The ADA and Section 504 of the Rehabilitation Act prohibit covered entities like correctional facilities from excluding people with disabilities from services, activities, or programs. Yet Mr. Shaw was turned away from class when he attempted to sign up for educational programming, and the supervisor of Mr. Shabazz’s pod still refuses to consider his applications for a higher-paid work assignment on the grounds that his blindness poses a “safety risk.” Following his vision loss, VDOC removed Mr. Courtney from his work assignment entirely.
Mr. Hajacos, for his part, was given an ultimatum: he could move to a housing unit where he could keep his job, but lose his accommodations, or he could remain in his housing unit with his accommodations, where he would lose his job.
Perhaps most galling, VDOC has failed to provide medically necessary treatment for the very same visual impairments that it has used as a basis to deny blind incarcerated people equal access to jobs, services and programs.

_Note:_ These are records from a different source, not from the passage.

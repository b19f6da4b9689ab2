// Reverie Engine — Anthropic-Format Exporter (flat exports)
// Conversations arrive as an ordered `chat_messages` array. There is no
// per-message model metadata; every conversation is attributed to the
// implicit model tag. Content is a sequence of typed blocks, of which only
// `text` blocks are retained.

use crate::atoms::types::{CleanedMessage, Role};
use crate::engine::formats::{str_field, ConversationMeta};
use serde_json::{json, Value};

fn iter_messages(convo: &Value) -> impl Iterator<Item = &Value> {
    convo
        .get("chat_messages")
        .and_then(Value::as_array)
        .map(|a| a.iter())
        .unwrap_or_default()
}

/// Parse an ISO-8601 timestamp string to unix seconds.
fn parse_iso_timestamp(raw: Option<&str>) -> Option<f64> {
    let raw = raw?.trim();
    if raw.is_empty() {
        return None;
    }
    chrono::DateTime::parse_from_rfc3339(raw)
        .ok()
        .map(|dt| dt.timestamp() as f64 + f64::from(dt.timestamp_subsec_millis()) / 1000.0)
}

/// Normalize one raw message: `human` → user, `assistant` stays; text is
/// the in-order concatenation of `text`-typed content blocks. Blocks of
/// type `tool_use`, `tool_result`, `thinking`, `token_budget`, and any
/// other non-text kind are dropped. Falls back to a top-level `text` field
/// when no text blocks exist.
pub fn clean_message(msg: &Value) -> Option<CleanedMessage> {
    let role = str_field(msg, "sender").and_then(Role::parse)?;

    let mut text_parts: Vec<&str> = Vec::new();
    if let Some(blocks) = msg.get("content").and_then(Value::as_array) {
        for block in blocks {
            if str_field(block, "type") == Some("text") {
                if let Some(t) = str_field(block, "text") {
                    text_parts.push(t);
                }
            }
        }
    }
    let text = if text_parts.is_empty() {
        str_field(msg, "text").map(str::to_string)
    } else {
        Some(text_parts.concat())
    };

    Some(CleanedMessage {
        id: str_field(msg, "uuid").map(str::to_string),
        role,
        name: None,
        create_time: parse_iso_timestamp(str_field(msg, "created_at")),
        content_type: Some("text".to_string()),
        parts: text.iter().map(|t| json!(t)).collect(),
        text,
        model: None,
    })
}

/// Earliest message timestamp, falling back to the conversation's own
/// `created_at`.
pub fn first_message_time(convo: &Value) -> Option<f64> {
    let min = iter_messages(convo)
        .filter_map(|m| parse_iso_timestamp(str_field(m, "created_at")))
        .fold(None::<f64>, |acc, t| Some(acc.map_or(t, |a| a.min(t))));
    min.or_else(|| parse_iso_timestamp(str_field(convo, "created_at")))
}

/// Cleaned messages of the requested roles in chronological order
/// (untimed messages first, stable).
pub fn order_messages(convo: &Value, roles: &[Role]) -> Vec<CleanedMessage> {
    let mut msgs: Vec<CleanedMessage> = iter_messages(convo)
        .filter_map(clean_message)
        .filter(|m| roles.contains(&m.role))
        .collect();
    msgs.sort_by(|a, b| {
        let ka = (a.create_time.is_some(), a.create_time.unwrap_or(0.0));
        let kb = (b.create_time.is_some(), b.create_time.unwrap_or(0.0));
        ka.partial_cmp(&kb).unwrap_or(std::cmp::Ordering::Equal)
    });
    msgs
}

pub fn conversation_id(convo: &Value) -> Option<String> {
    str_field(convo, "uuid")
        .or_else(|| str_field(convo, "name"))
        .map(str::to_string)
}

pub fn conversation_meta(convo: &Value) -> ConversationMeta {
    ConversationMeta {
        conversation_id: str_field(convo, "uuid").map(str::to_string),
        title: str_field(convo, "name").map(str::to_string),
        create_time: parse_iso_timestamp(str_field(convo, "created_at")),
        update_time: parse_iso_timestamp(str_field(convo, "updated_at")),
    }
}

#[cfg(test)]
mod tests {
    use super::*;
    use serde_json::json;

    #[test]
    fn non_text_blocks_are_dropped() {
        let msg = json!({
            "uuid": "u1",
            "sender": "assistant",
            "created_at": "2024-03-01T10:00:00Z",
            "content": [
                {"type": "thinking", "thinking": "hidden"},
                {"type": "text", "text": "Hello "},
                {"type": "tool_use", "name": "search"},
                {"type": "text", "text": "there."},
                {"type": "token_budget", "budget": 4},
            ],
        });
        let cleaned = clean_message(&msg).unwrap();
        assert_eq!(cleaned.text.as_deref(), Some("Hello there."));
        assert_eq!(cleaned.role, Role::Assistant);
    }

    #[test]
    fn human_sender_maps_to_user() {
        let msg = json!({
            "sender": "human",
            "created_at": "2024-03-01T10:00:00+00:00",
            "content": [{"type": "text", "text": "hi"}],
        });
        assert_eq!(clean_message(&msg).unwrap().role, Role::User);
    }

    #[test]
    fn unknown_sender_is_skipped() {
        let msg = json!({"sender": "bot", "content": []});
        assert!(clean_message(&msg).is_none());
    }

    #[test]
    fn iso_timestamps_convert_to_unix_seconds() {
        let msg = json!({
            "sender": "human",
            "created_at": "2023-11-14T22:13:20Z",
            "content": [{"type": "text", "text": "x"}],
        });
        let t = clean_message(&msg).unwrap().create_time.unwrap();
        assert_eq!(t as i64, 1_700_000_000);
    }

    #[test]
    fn orders_by_time_and_filters_roles() {
        let convo = json!({
            "uuid": "c1",
            "chat_messages": [
                {"sender": "assistant", "created_at": "2024-01-02T00:00:00Z",
                 "content": [{"type": "text", "text": "b"}]},
                {"sender": "human", "created_at": "2024-01-01T00:00:00Z",
                 "content": [{"type": "text", "text": "a"}]},
            ],
        });
        let ordered = order_messages(&convo, &[Role::User, Role::Assistant]);
        let texts: Vec<_> = ordered.iter().map(|m| m.text.clone().unwrap()).collect();
        assert_eq!(texts, vec!["a", "b"]);
    }
}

Mr. Courtney, for example, has struggled since 2016 to receive regular appointments and medical treatment for the keratoconus that he was diagnosed with while in VDOC custody. Without it, his eyesight has deteriorated. Mr. Stravitz, too, was diagnosed with cataracts while in VDOC custody, and since he requires surgery, VDOC refuses to provide him with corrective eyewear. Ten months later, VDOC still had not scheduled – much less performed – the necessary surgery.
“It’s unacceptable that the Department of Corrections is refusing to provide critical medical services to those in their custody who have vision impairments,” said disAbility Law Center of Virginia Executive Director Colleen Miller. “The Department violates the law by failing to provide equal access and services to all people in its care.”
By failing to provide blind or visually impaired people who are incarcerated in its custody with equal access to services and programs that it makes available to sighted people, VDOC is violating the ADA, Section 504, the Virginians with Disabilities Act, and the Eighth Amendment of the U.S. Constitution.
“These seven individuals and other blind prisoners in the Commonwealth of Virginia are subjected to discrimination that has caused and is causing them real harm, including inability to participate in rehabilitation and serious threats to their personal safety,” said National Federation of the Blind President Mark Riccobono. “This discriminatory and inhumane treatment must stop, and we are determined that it will.”
The complaint calls on the court to order VDOC to cease violating the rights of blind or visually impaired incarcerated people in its custody, as well as to award monetary damages to the seven men named as plaintiffs.